Kuto Besak sebagai benteng selanjutnya tata bangunan disesuaikan dengan keperluan bangunan administrasi militer. Awalnya dalem masih difungsikan sebagai kantor Letnan Kolonel A.F. Kirst. Namun harem diruntuhkan dan dirombak menjadi kantor kepala korps. Sedangkan keputren dan kolam diratakan dan dibangun asrama barak militer. Sehingga sejak saat ini, kuto besak hilang ciri kraton dan berubah menjadi benteng militer. Sepanjang masa kolonial Belanda ada beberapa kali renovasi di dalam Kuto Besak, termasuk dalem diubah dan menjadi kantor administrasi militer Keresidenan Palembang.
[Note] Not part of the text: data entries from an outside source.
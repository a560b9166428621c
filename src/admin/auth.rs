use axum::{
    body::Body,
    extract::State,
    http::{header, Request, StatusCode},
    middleware::Next,
    response::Response,
};

use crate::admin::AdminState;

pub async fn admin_auth_middleware(
    State(state): State<AdminState>,
    request: Request<Body>,
    next: Next,
) -> Result<Response, StatusCode> {
    if state.api_key.is_empty() {
        return Err(StatusCode::UNAUTHORIZED);
    }

    let auth_header = request
        .headers()
        .get(header::AUTHORIZATION)
        .and_then(|h| h.to_str().ok());

    if let Some(token) = auth_header.and_then(|v| v.strip_prefix("Bearer ")) {
        if token == &*state.api_key {
            return Ok(next.run(request).await);
        }
    }

    tracing::warn!(path = %request.uri().path(), "Admin request rejected");
    Err(StatusCode::UNAUTHORIZED)
}
//! In-flight request bookkeeping.
//!
//! # Responsibilities
//! - Generate unique request IDs
//! - Track every outstanding request in one table
//! - Decide, in `cleanup`, whether a request stays or is torn down
//!
//! # Design Decisions
//! - `RequestTable::cleanup` is the only place a request leaves the table
//! - A forced abort always wins over "still active"

use std::sync::atomic::{AtomicBool, AtomicU32, AtomicU64, Ordering};
use std::sync::Arc;
use std::time::Instant;

use dashmap::DashMap;
use tokio::sync::watch;

/// Relaxed ordering is enough; IDs only need to be unique.
static REQUEST_ID_COUNTER: AtomicU64 = AtomicU64::new(1);

/// Unique identifier of one HTTP exchange.
#[derive(Debug, Clone, Copy, PartialEq, Eq, Hash, PartialOrd, Ord, serde::Serialize)]
pub struct RequestId(u64);

impl RequestId {
    pub fn new() -> Self {
        Self(REQUEST_ID_COUNTER.fetch_add(1, Ordering::Relaxed))
    }

    pub fn as_u64(&self) -> u64 {
        self.0
    }
}

impl Default for RequestId {
    fn default() -> Self {
        Self::new()
    }
}

impl std::fmt::Display for RequestId {
    fn fmt(&self, f: &mut std::fmt::Formatter<'_>) -> std::fmt::Result {
        write!(f, "req-{}", self.0)
    }
}

/// One outstanding request.
#[derive(Debug)]
pub struct Request {
    id: RequestId,
    prefix: String,
    active: AtomicBool,
    upgraded: AtomicBool,
    exchanges: AtomicU32,
    abort: watch::Sender<bool>,
    started: Instant,
}

impl Request {
    pub fn new(id: RequestId, prefix: &str) -> Self {
        let (abort, _) = watch::channel(false);
        Self {
            id,
            prefix: prefix.to_string(),
            active: AtomicBool::new(true),
            upgraded: AtomicBool::new(false),
            exchanges: AtomicU32::new(1),
            abort,
            started: Instant::now(),
        }
    }

    pub fn id(&self) -> RequestId {
        self.id
    }

    /// URL prefix of the site that received the request.
    pub fn prefix(&self) -> &str {
        &self.prefix
    }

    pub fn is_active(&self) -> bool {
        self.active.load(Ordering::SeqCst)
    }

    pub fn set_active(&self, active: bool) {
        self.active.store(active, Ordering::SeqCst);
    }

    /// The connection now carries a WebSocket or event stream.
    pub fn mark_upgraded(&self) {
        self.upgraded.store(true, Ordering::SeqCst);
        self.set_active(true);
    }

    pub fn is_upgraded(&self) -> bool {
        self.upgraded.load(Ordering::SeqCst)
    }

    /// Re-arm a request that stays in the pool for another exchange.
    pub fn restart(&self) {
        self.exchanges.fetch_add(1, Ordering::SeqCst);
        self.set_active(true);
    }

    pub fn exchanges(&self) -> u32 {
        self.exchanges.load(Ordering::SeqCst)
    }

    /// Ask whoever serves the request to stop.
    pub fn abort(&self) {
        self.abort.send_replace(true);
    }

    pub fn is_aborted(&self) -> bool {
        *self.abort.borrow()
    }

    /// Resolve once `abort` has been called.
    pub async fn aborted(&self) {
        let mut rx = self.abort.subscribe();
        let _ = rx.wait_for(|aborted| *aborted).await;
    }

    pub fn age(&self) -> std::time::Duration {
        self.started.elapsed()
    }
}

/// Every outstanding request, keyed by ID.
#[derive(Debug, Default)]
pub struct RequestTable {
    requests: DashMap<RequestId, Arc<Request>>,
}

impl RequestTable {
    pub fn new() -> Self {
        Self::default()
    }

    pub fn register(&self, id: RequestId, prefix: &str) -> Arc<Request> {
        let request = Arc::new(Request::new(id, prefix));
        self.requests.insert(id, Arc::clone(&request));
        request
    }

    pub fn get(&self, id: RequestId) -> Option<Arc<Request>> {
        self.requests.get(&id).map(|r| Arc::clone(r.value()))
    }

    pub fn len(&self) -> usize {
        self.requests.len()
    }

    pub fn is_empty(&self) -> bool {
        self.requests.is_empty()
    }

    pub fn ids(&self) -> Vec<RequestId> {
        self.requests.iter().map(|r| *r.key()).collect()
    }

    /// Decide what happens to a request after one unit of work.
    ///
    /// Returns true when the request stays associated with the pool.
    /// `forced` tears the request down regardless of its state.
    pub fn cleanup(&self, id: RequestId, stay: bool, forced: bool) -> bool {
        let Some(request) = self.get(id) else {
            return false;
        };
        if forced {
            request.abort();
            self.requests.remove(&id);
            tracing::debug!(request_id = %id, "Request aborted");
            return false;
        }
        if request.is_active() {
            return true;
        }
        if stay {
            request.restart();
            return true;
        }
        self.requests.remove(&id);
        tracing::trace!(request_id = %id, elapsed_ms = request.age().as_millis() as u64, "Request finished");
        false
    }

    /// Abort and drop every request.
    pub fn abort_all(&self) -> usize {
        let ids = self.ids();
        ids.iter().filter(|&&id| !self.cleanup(id, false, true)).count()
    }
}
Pewarisan sebagai benteng militer terus berlanjut ke masa pendudukan Jepang. Kuto Besak dijadikan sebagai kantor kepala pemerintahan militer (gunseikan) Palembang yang dijabat oleh gunseikanbu Residen Militer Matsuki. Sedangkan Kuto Lamo (eks Kantor Residen) dijadikan kantor kepala koordinator pemerintahan sipil (gunseibu) Palembang yang dijabat oleh seorang Syu-Cookan Letnan Jenderal Myako Tosio. Artinya, ketika masa pendudukan Jepang di Palembang, Kuto Besak tetap dijadikan benteng militer seperti masa kolonial Belanda.

Pada masa revolusi fisik, 1945-1949, Kuto Besak tetap terpenjara sebagai benteng ketika Amacab sebagai pasukan sekutu dibawah pimpinan Letnan Kolonel Carmichel menempati Kuto Besak. Setelah Sekutu pergi dari Palembang 9 November 1946, tentara Belanda NICA tetap menjadikan Kuto Besak sebagai benteng sampai pengakuan kedaulatan akhir 1949.
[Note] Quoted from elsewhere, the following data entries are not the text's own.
#[cfg(test)]
mod tests {
    use super::*;

    fn doc(text: &str) -> Arc<JsonMessage> {
        let message = JsonMessage::parse(text);
        assert!(message.is_valid());
        Arc::new(message)
    }

    const STORE: &str = r#"{"store":{"book":[{"title":"A","price":8},{"title":"B","price":12.5}],"bicycle":{"color":"red"}}}"#;

    #[test]
    fn test_member_and_index() {
        let path = JsonPath::new(doc(STORE), "$.store.book[0].title");
        assert_eq!(path.status(), PathStatus::String);
        assert_eq!(path.len(), 1);
        assert_eq!(path.first_result().and_then(|v| v.as_str()), Some("A"));
    }

    #[test]
    fn test_slice_with_step() {
        let path = JsonPath::new(doc(r#"{"arr":[0,1,2,3,4,5]}"#), "$.arr[1:4:2]");
        let values: Vec<i32> = path.results().filter_map(|v| v.as_i32()).collect();
        assert_eq!(values, vec![1, 3]);
        assert_eq!(path.status(), PathStatus::Array);
    }

    #[test]
    fn test_negative_step_reverses() {
        let path = JsonPath::new(doc(r#"[0,1,2,3,4,5]"#), "$[1:4:-1]");
        let values: Vec<i32> = path.results().filter_map(|v| v.as_i32()).collect();
        assert_eq!(values, vec![3, 2, 1]);
    }

    #[test]
    fn test_slice_errors() {
        let document = doc(r#"[0,1,2]"#);
        let zero = JsonPath::new(document.clone(), "$[0:2:0]");
        assert_eq!(zero.status(), PathStatus::Invalid);
        let reversed = JsonPath::new(document.clone(), "$[2:1]");
        assert_eq!(reversed.status(), PathStatus::Invalid);
        let not_last = JsonPath::new(document, "$[0:1].x");
        assert_eq!(not_last.status(), PathStatus::Invalid);
    }

    #[test]
    fn test_slice_out_of_range_keeps_partial_results() {
        let path = JsonPath::new(doc(r#"[0,1,2]"#), "$[1:10]");
        let values: Vec<i32> = path.results().filter_map(|v| v.as_i32()).collect();
        assert_eq!(values, vec![1, 2]);
    }

    #[test]
    fn test_slice_bounds_beyond_array() {
        let document = doc(r#"[0,1,2]"#);
        let wide = JsonPath::new(document.clone(), "$[0:9223372036854775807]");
        let values: Vec<i32> = wide.results().filter_map(|v| v.as_i32()).collect();
        assert_eq!(values, vec![0, 1, 2]);

        let huge_step = JsonPath::new(document.clone(), "$[1:5:9223372036854775807]");
        let values: Vec<i32> = huge_step.results().filter_map(|v| v.as_i32()).collect();
        assert_eq!(values, vec![1]);

        let huge_back = JsonPath::new(document.clone(), "$[0:3:-9223372036854775808]");
        let values: Vec<i32> = huge_back.results().filter_map(|v| v.as_i32()).collect();
        assert_eq!(values, vec![2]);

        let beyond = JsonPath::new(document.clone(), "$[5:9]");
        assert_eq!(beyond.status(), PathStatus::Invalid);
        assert_eq!(beyond.error_text(), SLICE_OUT_OF_RANGE);

        let reversed_beyond = JsonPath::new(document, "$[0:9:-1]");
        assert_eq!(reversed_beyond.status(), PathStatus::Invalid);
    }

    #[test]
    fn test_negative_index() {
        let path = JsonPath::new(doc(STORE), "$.store.book[-1].title");
        assert_eq!(path.first_result().and_then(|v| v.as_str()), Some("B"));
    }

    #[test]
    fn test_bracket_member() {
        let path = JsonPath::new(doc(STORE), "$['store']['bicycle'].color");
        assert_eq!(path.first_result().and_then(|v| v.as_str()), Some("red"));
    }

    #[test]
    fn test_wildcard_values() {
        let path = JsonPath::new(doc(STORE), "$.store.bicycle.*");
        assert_eq!(path.len(), 1);
        let path = JsonPath::new(doc(STORE), "$.store.*");
        assert_eq!(path.len(), 2);
        assert_eq!(path.status(), PathStatus::Array);
    }

    #[test]
    fn test_wildcard_on_scalar_returns_scalar() {
        let path = JsonPath::new(doc(r#"{"a":5}"#), "$.a.*");
        assert_eq!(path.first_result(), Some(&JsonValue::Int(5)));
    }

    #[test]
    fn test_recursive_descent() {
        let path = JsonPath::new(doc(STORE), "$..title");
        let titles: Vec<&str> = path.results().filter_map(|v| v.as_str()).collect();
        assert_eq!(titles, vec!["A", "B"]);
    }

    #[test]
    fn test_union_leniency() {
        let document = doc(r#"[10,20,30]"#);
        let path = JsonPath::new(document.clone(), "$[0,2]");
        assert_eq!(path.len(), 2);
        assert_eq!(path.status(), PathStatus::Array);
        let partial = JsonPath::new(document.clone(), "$[1,7,0]");
        let values: Vec<i32> = partial.results().filter_map(|v| v.as_i32()).collect();
        assert_eq!(values, vec![20]);
        let none = JsonPath::new(document, "$[7,1]");
        assert_eq!(none.status(), PathStatus::Invalid);
    }

    #[test]
    fn test_root_anchor_required() {
        let path = JsonPath::new(doc(STORE), "store.book");
        assert_eq!(path.status(), PathStatus::Invalid);
        assert!(path.error_text().contains('$'));
        let path = JsonPath::new(doc(STORE), "$store");
        assert_eq!(path.status(), PathStatus::Invalid);
    }

    #[test]
    fn test_whole_document() {
        let path = JsonPath::new(doc(STORE), "$");
        assert_eq!(path.status(), PathStatus::WholeDocument);
        assert_eq!(path.len(), 1);
    }

    #[test]
    fn test_no_match_reports_invalid() {
        let path = JsonPath::new(doc(STORE), "$.store.car");
        assert_eq!(path.status(), PathStatus::Invalid);
        assert_eq!(path.error_text(), NOT_FOUND);
        assert!(path.is_empty());
    }

    #[test]
    fn test_reattach_releases_document() {
        let first = doc(STORE);
        let mut path = JsonPath::new(first.clone(), "$.store.bicycle.color");
        assert_eq!(Arc::strong_count(&first), 2);
        path.set_document(doc(r#"{"store":{"bicycle":{"color":"blue"}}}"#));
        assert_eq!(Arc::strong_count(&first), 1);
        assert_eq!(path.first_result().and_then(|v| v.as_str()), Some("blue"));
    }
}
Re-Kolonialisasi Kuto Besak

Pasca pengakuan kedaulatan tahun 1950, disebabkan bangsa Indonesia secara normal baru dapat membangun dengan utuh dalam keadaan staat van oorlog en beleg. Negara membutuhkan lahan yang banyak, baik untuk markas militer, pangkalan senjata hingga perumahan militer. Untuk mendapatkan dan memperoleh lahan dalam memenuhi kebutuhan tersebut, maka Tentara Nasional Indonesia (TNI) melakukan okupasi terhadap aset bekas milik asing (ABMA).
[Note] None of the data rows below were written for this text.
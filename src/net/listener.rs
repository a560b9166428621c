//! TCP listener with backpressure.
//!
//! # Responsibilities
//! - Bind a listening port for the request queue
//! - Enforce max_connections via semaphore
//! - Hand each accepted stream out with its connection permit

use std::net::SocketAddr;
use std::sync::Arc;

use tokio::net::{TcpListener, TcpStream};
use tokio::sync::{OwnedSemaphorePermit, Semaphore};

#[derive(Debug, thiserror::Error)]
pub enum ListenerError {
    #[error("Failed to bind {addr}: {source}")]
    Bind {
        addr: SocketAddr,
        #[source]
        source: std::io::Error,
    },
    #[error("Failed to accept: {0}")]
    Accept(#[source] std::io::Error),
    #[error("Listener closed")]
    Closed,
}

/// A bounded TCP listener.
///
/// When `max_connections` streams are open, `accept` waits for a slot.
pub struct Listener {
    inner: TcpListener,
    connection_limit: Arc<Semaphore>,
    max_connections: usize,
}

impl Listener {
    pub async fn bind(addr: SocketAddr, max_connections: usize) -> Result<Self, ListenerError> {
        let listener = TcpListener::bind(addr)
            .await
            .map_err(|source| ListenerError::Bind { addr, source })?;

        tracing::info!(
            address = %addr,
            max_connections,
            "Listener bound"
        );

        Ok(Self {
            inner: listener,
            connection_limit: Arc::new(Semaphore::new(max_connections.max(1))),
            max_connections,
        })
    }

    /// Accept a connection. The permit must live as long as the connection.
    pub async fn accept(&self) -> Result<(TcpStream, SocketAddr, ConnectionPermit), ListenerError> {
        let permit = self
            .connection_limit
            .clone()
            .acquire_owned()
            .await
            .map_err(|_| ListenerError::Closed)?;

        let (stream, addr) = self.inner.accept().await.map_err(ListenerError::Accept)?;

        tracing::debug!(
            peer_addr = %addr,
            available_permits = self.connection_limit.available_permits(),
            "Connection accepted"
        );

        Ok((stream, addr, ConnectionPermit { _permit: permit }))
    }

    pub fn local_addr(&self) -> Result<SocketAddr, std::io::Error> {
        self.inner.local_addr()
    }

    pub fn available_permits(&self) -> usize {
        self.connection_limit.available_permits()
    }

    pub fn max_connections(&self) -> usize {
        self.max_connections
    }
}

/// A connection slot, released on drop.
#[derive(Debug)]
pub struct ConnectionPermit {
    _permit: OwnedSemaphorePermit,
}

#[cfg(test)]
mod tests {
    use super::*;

    #[tokio::test]
    async fn test_permits_are_released() {
        let listener = Listener::bind("127.0.0.1:0".parse().unwrap(), 2).await.unwrap();
        let addr = listener.local_addr().unwrap();
        let _client = TcpStream::connect(addr).await.unwrap();
        let (_stream, _, permit) = listener.accept().await.unwrap();
        assert_eq!(listener.available_permits(), 1);
        drop(permit);
        assert_eq!(listener.available_permits(), 2);
    }

    #[tokio::test]
    async fn test_bind_conflict() {
        let first = Listener::bind("127.0.0.1:0".parse().unwrap(), 1).await.unwrap();
        let addr = first.local_addr().unwrap();
        let err = Listener::bind(addr, 1).await.err().unwrap();
        assert!(matches!(err, ListenerError::Bind { .. }));
    }
}
//! Page parser trait and built-in parsers.
//!
//! A parser turns one HTML document into classified links (index pages) or
//! post metadata (post pages). Site-specific parsers are selected by host;
//! [`GenericParser`] handles every other blog. All extraction is best-effort:
//! missing fields fall back to their defaults, nothing here returns an error.

mod cedardb;
mod generic;
mod sirupsen;
mod tigerbeetle;

use scraper::Html;
use url::Url;

use blogbook_shared::{ClassifiedLink, CompiledHints, LinkHint, PostMetadata};

pub use cedardb::CedarDbParser;
pub use generic::GenericParser;
pub use sirupsen::SirupsenParser;
pub use tigerbeetle::TigerBeetleParser;

// ---------------------------------------------------------------------------
// Trait
// ---------------------------------------------------------------------------

/// Inputs shared by every parse call for one blog.
#[derive(Debug, Clone, Copy)]
pub struct ParseContext<'a> {
    /// Resolved URL of the page being parsed (after redirects).
    pub page_url: &'a Url,
    /// The blog's seed URL; post candidates must live under its path.
    pub blog_root: &'a Url,
    /// Per-site selector overrides and extra date formats.
    pub hints: &'a CompiledHints,
}

impl ParseContext<'_> {
    /// Whether configured selectors replace link classification heuristics.
    pub fn overrides_links(&self) -> bool {
        self.hints.post_link.is_some() || self.hints.pagination.is_some()
    }
}

/// Extracts links and post content from blog pages.
pub trait PageParser: Send + Sync {
    /// Parser name for tracing.
    fn name(&self) -> &str;

    /// Whether this parser handles the blog at `url`.
    fn detect(&self, url: &Url) -> bool;

    /// Title for the document cover, taken from the seed page.
    fn blog_title(&self, doc: &Html, cx: &ParseContext<'_>) -> Option<String>;

    /// Classify every link on an index page.
    fn extract_links(&self, doc: &Html, cx: &ParseContext<'_>) -> Vec<ClassifiedLink>;

    /// Title, publish date and body of a post page.
    ///
    /// `hint` is what the index page showed next to the link and is used when
    /// the post page itself has no title or date.
    fn extract_post(&self, doc: &Html, cx: &ParseContext<'_>, hint: &LinkHint) -> PostMetadata;
}

// ---------------------------------------------------------------------------
// Registry
// ---------------------------------------------------------------------------

/// Holds registered parsers in priority order.
pub struct ParserRegistry {
    parsers: Vec<Box<dyn PageParser>>,
    fallback: GenericParser,
}

impl ParserRegistry {
    /// Create a registry with the built-in site parsers.
    pub fn new() -> Self {
        Self {
            parsers: vec![
                Box::new(TigerBeetleParser),
                Box::new(CedarDbParser),
                Box::new(SirupsenParser),
            ],
            fallback: GenericParser,
        }
    }

    /// Register an additional parser ahead of the built-in ones.
    pub fn register(&mut self, parser: Box<dyn PageParser>) {
        self.parsers.insert(0, parser);
    }

    /// Parser for the blog at `url`; the generic parser when none claims it.
    pub fn detect(&self, url: &Url) -> &dyn PageParser {
        self.parsers
            .iter()
            .find(|p| p.detect(url))
            .map(|p| p.as_ref())
            .unwrap_or(&self.fallback)
    }
}

impl Default for ParserRegistry {
    fn default() -> Self {
        Self::new()
    }
}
Okupasi oleh TNI tersebut dalam prakteknya, tidak memiliki landasan hukum yang jelas. Artinya, tidak ada yang menjadi dasar hak penguasaan, perolehan, dan pengelolaan atas tanah bangunan. Terutama tanah-tanah bekas hak-hak barat, termasuk tanah peninggalan eks KNIL Belanda. Seperti tanah bekas peningggalan tentara belanda, markas-markas kompi NICA. Termasuk benteng-benteng pertahanan tentara kolonial Belanda pada saat menjajah di Indonesia.

Kasus serupa terjadi dengan Kuto Besak. Yang diokupasi oleh TNI untuk dijadikan markas Tentara Teritorium (TT) II/Sriwijaya yang dibentuk berdasarkan SK KASAD No. 83/KSAD/PATI/1950 tanggal 29 Juli 1950. Panglima TT II/Sriwijaya waktu itu, Kolonel Bambang Utoyo berkedudukan di Kuto Lamo. Sedangkan pasukan TT II/Sriwijaya menempati Kuto Besak.